12. Commitments and Contingencies
The Company is subject to certain claims and lawsuits typically filed against the engineering and consulting profession, alleging primarily professional errors or omissions. The Company carries professional liability insurance against such claims, subject to certain deductibles and policy limits. From time to time the Company establishes reserves for litigation that is considered a probable loss. In the opinion of management, the ultimate resolution of these matters will not have a material adverse effect on the financial position of the Company.
At June 30, 2007, the Company was contingently liable in the amount of approximately $49.1 million under standby letters of credit issued primarily in connection with general and professional liability insurance programs and for payment and performance guarantees relating to domestic and overseas contracts. In addition, in some instances the Company guarantees that a project, when complete, will achieve specified performance standards. If the project subsequently fails to meet guaranteed performance standards, the Company may either incur significant additional costs or be held responsible for the costs incurred by the client to achieve the required performance standards.

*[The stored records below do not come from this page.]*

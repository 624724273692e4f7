//! sRGB transfer functions (IEC 61966-2-1).
//!
//! The exact piecewise formula is used instead of a lookup table: resampled
//! pixels can land slightly outside 0.0..=1.0 and must still convert without
//! clamping.

/// Decode one gamma-encoded sRGB channel to linear light.
///
/// Inputs below the linear-segment threshold (including negatives) take the
/// linear branch, so every finite input yields a finite output.
#[inline]
pub fn srgb_to_linear(srgb: f64) -> f64 {
    if srgb <= 0.04045 {
        srgb / 12.92
    } else {
        ((srgb + 0.055) / 1.055).powf(2.4)
    }
}

/// Encode one linear-light channel to gamma-encoded sRGB.
#[inline]
pub fn linear_to_srgb(linear: f64) -> f64 {
    if linear <= 0.0031308 {
        linear * 12.92
    } else {
        1.055 * linear.powf(1.0 / 2.4) - 0.055
    }
}

#[cfg(test)]
mod tests {
    use super::*;

    #[test]
    fn test_boundaries() {
        assert!(srgb_to_linear(0.0).abs() < 1e-12);
        assert!((srgb_to_linear(1.0) - 1.0).abs() < 1e-12);
        assert!(linear_to_srgb(0.0).abs() < 1e-12);
        assert!((linear_to_srgb(1.0) - 1.0).abs() < 1e-12);
    }

    #[test]
    fn test_monotonicity() {
        let mut prev = srgb_to_linear(-0.1);
        for i in -99..=1100 {
            let curr = srgb_to_linear(i as f64 / 1000.0);
            assert!(curr >= prev, "srgb_to_linear not monotonic at {i}");
            prev = curr;
        }

        let mut prev = linear_to_srgb(-0.1);
        for i in -99..=1100 {
            let curr = linear_to_srgb(i as f64 / 1000.0);
            assert!(curr >= prev, "linear_to_srgb not monotonic at {i}");
            prev = curr;
        }
    }

    #[test]
    fn test_out_of_range_is_not_clamped() {
        assert!(srgb_to_linear(1.05) > 1.0);
        assert!(srgb_to_linear(-0.02) < 0.0);
        assert!(linear_to_srgb(1.05) > 1.0);
        assert!(linear_to_srgb(-0.02) < 0.0);
    }

    #[test]
    fn test_round_trip() {
        for i in 0..=255 {
            let v = i as f64 / 255.0;
            let back = linear_to_srgb(srgb_to_linear(v));
            assert!((back - v).abs() < 1e-12, "round trip failed for {v}: {back}");
        }
    }
}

Under joint venture arrangements, if a partner is financially unable to complete its share of the contract, the other partner(s) will generally be required to complete those activities. The Company generally only enters into joint venture arrangements with partners who are reputable, financially sound and who carry appropriate levels of surety bonds for the project in order to adequately assure completion of their assignments. The Company is a partner in certain joint ventures where the joint venture has contracted with subconsultants for certain specialized professional services. The joint venture, or the Company to the extent that the joint venture partner(s) are unable to fulfill their responsibilities, is liable to the third-party customer for performance of the sub-consultant and would be liable to the sub-consultant if the third-party customer fails to make payments due the joint venture for sub-consultant services.
13
Item 2. Managements Discussion And Analysis Of Financial Condition And Results Of Operations
Forward-Looking Statements
This Quarterly Report contains certain forward-looking statements, including the plans and objectives of management for our business, operations and economic performance. These forward-looking statements generally can be identified by the context of the statement or the use of forward-looking terminology, such as believes, estimates, anticipates, intends, expects, plans, is confident that or words of similar meaning, with reference to us or our management. Similarly, statements that describe our future operating performance, financial results, financial position, plans, objectives, strategies or goals are forward-looking statements. Although management believes that the assumptions underlying the forward-looking statements are reasonable, these assumptions and the forward-looking statements are subject to various factors, risks and uncertainties, many of which are beyond our control, including, but not limited to, our dependence on long-term government contracts, which are subject to uncertainties concerning the governments budgetary approval process, the possibility that our government contracts may be terminated by the government, our ability to successfully manage our joint ventures, the risk of employee misconduct or our failure to comply with laws and regulations, our ability to successfully execute our mergers and acquisitions strategy, including the integration of new companies into our business, our ability to attract and retain key technical and management personnel, our ability to complete our backlog of uncompleted projects as currently projected, our liquidity and capital resources and changes in regulations or legislation that could affect us. Accordingly, actual results could differ materially from those contemplated by any forward-looking statement. In addition to the other risks and uncertainties mentioned in connection with certain forward-looking statements throughout this Quarterly Report, please review Part II, Item 1A Risk Factors in this Quarterly Report for a discussion of the factors, risks and uncertainties that could affect our future results.
Overview
We are a leading global provider of professional technical and management support services for commercial and government clients around the world. We provide our services in a broad range of end markets and strategic geographic markets through a global network of operating offices and more than 31,000 employees and staff employed in the field on a project-by-project basis.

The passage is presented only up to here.